START STUDY MATERIAL

//! HEIC/HEIF decoding as an explicit capability.
//!
//! The `image` crate cannot read HEIF containers, so HEIC support has to come
//! from somewhere else: `libheif` (behind the `heif` cargo feature) or the
//! macOS `sips` converter. The perceptual hasher is handed one of these at
//! construction (or none) and can be asked whether it has one, so a missing
//! codec shows up as [`HashError::UnsupportedFormat`] on the affected files
//! instead of a surprise deep in a batch.

use crate::error::HashError;
use image::DynamicImage;
use std::path::Path;
use std::sync::Arc;

/// Major/compatible brands that mark an ISO-BMFF file as HEIF still image
const HEVC_BRANDS: &[&[u8; 4]] = &[
    b"heic", b"heix", b"hevc", b"hevx", b"heim", b"heis", b"hevm", b"hevs",
];

/// Generic image-file brands shared by HEIF and AVIF
const GENERIC_BRANDS: &[&[u8; 4]] = &[b"mif1", b"msf1"];

const AVIF_BRANDS: &[&[u8; 4]] = &[b"avif", b"avis"];

/// A HEIC/HEIF decoding capability
pub trait HeifDecoder: Send + Sync {
    /// Short name for logs
    fn name(&self) -> &'static str;

    /// Decode the primary image of a HEIF file
    fn decode(&self, path: &Path) -> Result<DynamicImage, HashError>;
}

/// Whether the leading bytes of a file are an ISO-BMFF `ftyp` box naming a
/// HEIF brand.
pub fn is_heif(header: &[u8]) -> bool {
    if header.len() < 12 || &header[4..8] != b"ftyp" {
        return false;
    }

    let box_size = u32::from_be_bytes([header[0], header[1], header[2], header[3]]) as usize;
    let box_end = box_size.clamp(12, header.len());

    let major = &header[8..12];
    // Compatible brands start after the 4-byte minor version
    let compatible = header.get(16..box_end).unwrap_or(&[]).chunks_exact(4);
    let brands: Vec<&[u8]> = std::iter::once(major).chain(compatible).collect();
    let has_any = |set: &[&[u8; 4]]| brands.iter().any(|b| set.iter().any(|k| *b == &k[..]));

    if has_any(HEVC_BRANDS) {
        return true;
    }
    // AVIF also lists mif1/miaf; the AV1 brands decide it
    if has_any(AVIF_BRANDS) {
        return false;
    }
    has_any(GENERIC_BRANDS)
}

/// The best HEIF decoder available in this build on this platform, if any.
#[cfg(feature = "heif")]
pub fn platform_heif_decoder() -> Option<Arc<dyn HeifDecoder>> {
    Some(Arc::new(LibheifDecoder))
}

/// The best HEIF decoder available in this build on this platform, if any.
#[cfg(all(not(feature = "heif"), target_os = "macos"))]
pub fn platform_heif_decoder() -> Option<Arc<dyn HeifDecoder>> {
    Some(Arc::new(SipsDecoder))
}

/// The best HEIF decoder available in this build on this platform, if any.
#[cfg(all(not(feature = "heif"), not(target_os = "macos")))]
pub fn platform_heif_decoder() -> Option<Arc<dyn HeifDecoder>> {
    None
}

#[cfg(any(feature = "heif", target_os = "macos"))]
fn heif_error(path: &Path, reason: String) -> HashError {
    HashError::DecodeError {
        path: path.to_path_buf(),
        reason,
    }
}

/// Decodes HEIF through libheif.
#[cfg(feature = "heif")]
#[derive(Debug, Clone, Copy, Default)]
pub struct LibheifDecoder;

#[cfg(feature = "heif")]
impl HeifDecoder for LibheifDecoder {
    fn name(&self) -> &'static str {
        "libheif"
    }

    fn decode(&self, path: &Path) -> Result<DynamicImage, HashError> {
        use libheif_rs::{ColorSpace, HeifContext, RgbChroma};

        let path_str = path
            .to_str()
            .ok_or_else(|| heif_error(path, "path is not valid UTF-8".to_string()))?;

        let ctx = HeifContext::read_from_file(path_str)
            .map_err(|e| heif_error(path, format!("libheif could not read file: {}", e)))?;
        let handle = ctx
            .primary_image_handle()
            .map_err(|e| heif_error(path, format!("no primary image: {}", e)))?;
        let decoded = handle
            .decode(ColorSpace::Rgb(RgbChroma::Rgb), None)
            .map_err(|e| heif_error(path, format!("libheif decode failed: {}", e)))?;

        let width = decoded.width();
        let height = decoded.height();
        let plane = decoded
            .planes()
            .interleaved
            .ok_or_else(|| heif_error(path, "decoded image has no interleaved plane".to_string()))?;

        // Rows may be padded past width * 3
        let row_len = width as usize * 3;
        let mut pixels = Vec::with_capacity(row_len * height as usize);
        for row in plane.data.chunks(plane.stride).take(height as usize) {
            let row = row.get(..row_len).ok_or_else(|| {
                heif_error(path, "decoded row is shorter than the image width".to_string())
            })?;
            pixels.extend_from_slice(row);
        }

        let rgb = image::RgbImage::from_raw(width, height, pixels)
            .ok_or_else(|| heif_error(path, "decoded buffer has the wrong length".to_string()))?;
        Ok(DynamicImage::ImageRgb8(rgb))
    }
}

/// Converts HEIF to PNG with the macOS `sips` tool and decodes the result.
#[cfg(target_os = "macos")]
#[derive(Debug, Clone, Copy, Default)]
pub struct SipsDecoder;

#[cfg(target_os = "macos")]
impl HeifDecoder for SipsDecoder {
    fn name(&self) -> &'static str {
        "sips"
    }

    fn decode(&self, path: &Path) -> Result<DynamicImage, HashError> {
        use std::process::Command;

        // Lossless intermediate so the conversion itself does not move bits
        let converted = tempfile::Builder::new()
            .prefix("heif-")
            .suffix(".png")
            .tempfile()
            .map_err(|e| heif_error(path, format!("cannot create temp file: {}", e)))?;

        let output = Command::new("sips")
            .arg("-s")
            .arg("format")
            .arg("png")
            .arg(path)
            .arg("--out")
            .arg(converted.path())
            .output()
            .map_err(|e| heif_error(path, format!("failed to run sips: {}", e)))?;

        if !output.status.success() {
            let stderr = String::from_utf8_lossy(&output.stderr);
            return Err(heif_error(path, format!("sips conversion failed: {}", stderr.trim())));
        }

        image::open(converted.path())
            .map_err(|e| heif_error(path, format!("cannot read sips output: {}", e)))
    }
}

END STUDY MATERIAL

The lines that contain the word "HeifContext" are wanted; copy each of them from the records.

        use libheif_rs::{ColorSpace, HeifContext, RgbChroma};
        let ctx = HeifContext::read_from_file(path_str)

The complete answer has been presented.